### Work item
All lines in the material below that contain "Number" should be located and copied.

### Material provided

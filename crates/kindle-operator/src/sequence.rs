//! Sequential composition of operators.
//!
//! [`Sequence::new`] runs once at construction to check the stage list
//! for structural errors. Each call to `apply` then validates a stage's
//! inputs against that stage's declared spaces before running it, so a
//! mismatch between stages is reported by name instead of surfacing as a
//! corrupted grid further down the pipeline.

use std::error::Error;
use std::fmt;

use kindle_core::{Grid, OperatorError};
use rand::RngCore;

use crate::operator::{Operator, OperatorSpaces};

/// A boxed stage of a [`Sequence`].
pub type Stage<A, C> = Box<dyn Operator<Action = A, Context = C>>;

/// Errors from composite construction.
#[derive(Debug, Clone, PartialEq, Eq)]
pub enum PipelineError {
    /// No stages registered.
    EmptyPipeline,
}

impl fmt::Display for PipelineError {
    fn fmt(&self, f: &mut fmt::Formatter<'_>) -> fmt::Result {
        match self {
            Self::EmptyPipeline => write!(f, "pipeline has no operators"),
        }
    }
}

impl Error for PipelineError {}

/// Threads grid and context through its stages in insertion order.
///
/// The declared spaces of a sequence are those of its first stage; later
/// stages are validated against their own spaces as the pipeline runs.
pub struct Sequence<A, C> {
    name: String,
    spaces: OperatorSpaces<A, C>,
    stages: Vec<Stage<A, C>>,
}

impl<A: 'static, C: 'static> Sequence<A, C> {
    /// Build a sequence from an ordered list of stages.
    ///
    /// Returns `Err(PipelineError::EmptyPipeline)` if `stages` is empty.
    pub fn new(name: impl Into<String>, stages: Vec<Stage<A, C>>) -> Result<Self, PipelineError> {
        let spaces = stages
            .first()
            .ok_or(PipelineError::EmptyPipeline)?
            .spaces()
            .clone();
        Ok(Self {
            name: name.into(),
            spaces,
            stages,
        })
    }

    /// Number of stages.
    pub fn len(&self) -> usize {
        self.stages.len()
    }

    /// Always `false`: construction rejects empty pipelines.
    pub fn is_empty(&self) -> bool {
        self.stages.is_empty()
    }

    /// Stage names in execution order.
    pub fn stage_names(&self) -> Vec<&str> {
        self.stages.iter().map(|s| s.name()).collect()
    }
}

impl<A: fmt::Debug + 'static, C: 'static> Operator for Sequence<A, C> {
    type Action = A;
    type Context = C;

    fn name(&self) -> &str {
        &self.name
    }

    fn spaces(&self) -> &OperatorSpaces<A, C> {
        &self.spaces
    }

    fn apply(
        &self,
        mut grid: Grid,
        action: &A,
        mut context: C,
        rng: &mut dyn RngCore,
    ) -> Result<(Grid, C), OperatorError> {
        for stage in &self.stages {
            stage.spaces().validate(&grid, action, &context)?;
            (grid, context) = stage.apply(grid, action, context, rng)?;
        }
        Ok((grid, context))
    }
}

impl<A: 'static, C: 'static> fmt::Debug for Sequence<A, C> {
    fn fmt(&self, f: &mut fmt::Formatter<'_>) -> fmt::Result {
        f.debug_struct("Sequence")
            .field("name", &self.name)
            .field("stages", &self.stage_names())
            .finish()
    }
}
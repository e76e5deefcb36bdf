//! Moore-neighbourhood lookup for 2-D lattices.

use kindle_space::EdgeBehavior;
use smallvec::SmallVec;

/// The eight `(dr, dc)` offsets around a cell, row-major.
pub(crate) const MOORE_OFFSETS: [(i64, i64); 8] = [
    (-1, -1),
    (-1, 0),
    (-1, 1),
    (0, -1),
    (0, 1),
    (1, -1),
    (1, 0),
    (1, 1),
];

/// Flat indices of the Moore neighbours of `(r, c)` paired with their
/// offset, respecting `edge`.
pub(crate) fn moore_neighbours(
    r: usize,
    c: usize,
    rows: usize,
    cols: usize,
    edge: EdgeBehavior,
) -> SmallVec<[((i64, i64), usize); 8]> {
    let mut result = SmallVec::new();
    for (dr, dc) in MOORE_OFFSETS {
        let nr = edge.resolve(r as i64 + dr, rows);
        let nc = edge.resolve(c as i64 + dc, cols);
        if let (Some(nr), Some(nc)) = (nr, nc) {
            result.push(((dr, dc), nr * cols + nc));
        }
    }
    result
}
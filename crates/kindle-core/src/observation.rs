//! The observation pair returned to callers.

use crate::grid::Grid;

/// A point-in-time view of an environment: the grid plus its context.
///
/// Environments hand out owned copies, so holding an observation never
/// aliases the environment's internal state.
#[derive(Clone, Debug, PartialEq)]
pub struct Observation<C> {
    /// The lattice.
    pub grid: Grid,
    /// Auxiliary episode state (parameters, position, counters).
    pub context: C,
}

impl<C> Observation<C> {
    /// Pair a grid with its context.
    pub fn new(grid: Grid, context: C) -> Self {
        Self { grid, context }
    }

    /// Split into `(grid, context)`.
    pub fn into_parts(self) -> (Grid, C) {
        (self.grid, self.context)
    }
}
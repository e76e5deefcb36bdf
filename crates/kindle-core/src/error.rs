//! Error types shared across the Kindle workspace.
//!
//! Organized by subsystem: grid construction, operator execution, and
//! environment stepping.

use std::error::Error;
use std::fmt;

use crate::grid::Shape;

/// Errors from constructing a [`Grid`](crate::Grid).
#[derive(Clone, Debug, PartialEq, Eq)]
pub enum GridError {
    /// The shape has no dimensions or a zero-length dimension.
    InvalidShape {
        /// The offending shape.
        shape: Shape,
    },
    /// The cell buffer length does not match the product of the shape.
    LengthMismatch {
        /// Number of cells implied by the shape.
        expected: usize,
        /// Number of cells supplied.
        actual: usize,
    },
    /// Rows passed to [`Grid::from_rows`](crate::Grid::from_rows) differ in length.
    RaggedRows {
        /// Index of the first row whose length differs from row 0.
        row: usize,
    },
}

impl fmt::Display for GridError {
    fn fmt(&self, f: &mut fmt::Formatter<'_>) -> fmt::Result {
        match self {
            Self::InvalidShape { shape } => {
                write!(f, "shape {shape:?} must be non-empty with positive dimensions")
            }
            Self::LengthMismatch { expected, actual } => {
                write!(f, "shape implies {expected} cells, got {actual}")
            }
            Self::RaggedRows { row } => write!(f, "row {row} has a different length than row 0"),
        }
    }
}

impl Error for GridError {}

/// Errors from a single operator invocation.
///
/// Returned by `Operator::apply()` and wrapped in
/// [`StepError::OperatorFailed`] by the environment.
#[derive(Clone, Debug, PartialEq, Eq)]
pub enum OperatorError {
    /// The action lies outside the operator's declared action space.
    InvalidAction {
        /// Description of the rejected action.
        reason: String,
    },
    /// The grid does not belong to the operator's declared grid space.
    InvalidGrid {
        /// Description of the mismatch.
        reason: String,
    },
    /// The context does not belong to the operator's declared context space.
    InvalidContext {
        /// Description of the mismatch.
        reason: String,
    },
    /// The operator failed while computing the transition.
    ExecutionFailed {
        /// Human-readable description of the failure.
        reason: String,
    },
}

impl fmt::Display for OperatorError {
    fn fmt(&self, f: &mut fmt::Formatter<'_>) -> fmt::Result {
        match self {
            Self::InvalidAction { reason } => write!(f, "invalid action: {reason}"),
            Self::InvalidGrid { reason } => write!(f, "invalid grid: {reason}"),
            Self::InvalidContext { reason } => write!(f, "invalid context: {reason}"),
            Self::ExecutionFailed { reason } => write!(f, "execution failed: {reason}"),
        }
    }
}

impl Error for OperatorError {}

/// Errors from an environment `step()`.
///
/// A failed step leaves the stored grid and context untouched.
#[derive(Clone, Debug, PartialEq, Eq)]
pub enum StepError {
    /// The action is not a member of the environment's action space.
    InvalidAction {
        /// Debug rendering of the rejected action.
        action: String,
    },
    /// The coordinator (or one of its stages) rejected the transition.
    OperatorFailed {
        /// Name of the failing operator.
        name: String,
        /// The underlying operator error.
        reason: OperatorError,
    },
}

impl fmt::Display for StepError {
    fn fmt(&self, f: &mut fmt::Formatter<'_>) -> fmt::Result {
        match self {
            Self::InvalidAction { action } => {
                write!(f, "action {action} is outside the action space")
            }
            Self::OperatorFailed { name, reason } => {
                write!(f, "operator '{name}' failed: {reason}")
            }
        }
    }
}

impl Error for StepError {
    fn source(&self) -> Option<&(dyn Error + 'static)> {
        match self {
            Self::OperatorFailed { reason, .. } => Some(reason),
            _ => None,
        }
    }
}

### Answer to this problem
    /// Number of stages.
        /// Number of cells implied by the shape.
        /// Number of cells supplied.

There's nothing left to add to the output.